> [ASSIGNED TASK]: Taking the line that contains "let candidate = draft.overlap_candidate();" as the first, copy each line exactly up to and including the last line below.

┌────────

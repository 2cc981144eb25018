//! Conflict check handler for the schedule MCP server

use super::save::ProjectParams;
use crate::ScheduleServerHandler;
use crate::formatting;
use crate::schedule::find_overlaps;
use mcp_attr::Result as McpResult;

impl ScheduleServerHandler {
    /// Builds the candidate exactly as `save` would and reports its overlaps.
    pub async fn handle_check_conflicts(&self, params: ProjectParams) -> McpResult<String> {
        let data = self.data.lock().unwrap();
        let (draft, _) = self.build_draft(&data, &params)?;

        let candidate = draft.overlap_candidate();
        if !candidate.confirmed {
            return Ok("Pending projects are not checked for conflicts".to_string());
        }

        let conflicts = find_overlaps(&candidate, data.list());
        Ok(formatting::format_conflicts(&conflicts))
    }
}
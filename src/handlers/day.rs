//! Day view handler for the schedule MCP server

use crate::ScheduleServerHandler;
use crate::formatting;
use crate::validation;
use mcp_attr::Result as McpResult;

impl ScheduleServerHandler {
    /// Lists every project whose overall span covers the date.
    pub async fn handle_day(&self, date: String) -> McpResult<String> {
        let day = validation::parse_date_param(&date)?;

        let data = self.data.lock().unwrap();
        let mut projects: Vec<_> = data.list().iter().filter(|p| p.covers(day)).collect();
        // Confirmed first, same as the calendar cells
        projects.sort_by_key(|p| !p.confirmed);
        Ok(formatting::format_day(day, &projects))
    }
}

└────────

> [RESPONSE]:
        let candidate = draft.overlap_candidate();
        if !candidate.confirmed {
            return Ok("Pending projects are not checked for conflicts".to_string());
        }

        let conflicts = find_overlaps(&candidate, data.list());
        Ok(formatting::format_conflicts(&conflicts))
    }
}
filename src/handlers/day.rs
//! Day view handler for the schedule MCP server

use crate::ScheduleServerHandler;
use crate::formatting;
use crate::validation;
use mcp_attr::Result as McpResult;

impl ScheduleServerHandler {
    /// Lists every project whose overall span covers the date.
    pub async fn handle_day(&self, date: String) -> McpResult<String> {
        let day = validation::parse_date_param(&date)?;

        let data = self.data.lock().unwrap();
        let mut projects: Vec<_> = data.list().iter().filter(|p| p.covers(day)).collect();
        // Confirmed first, same as the calendar cells
        projects.sort_by_key(|p| !p.confirmed);
        Ok(formatting::format_day(day, &projects))
    }
}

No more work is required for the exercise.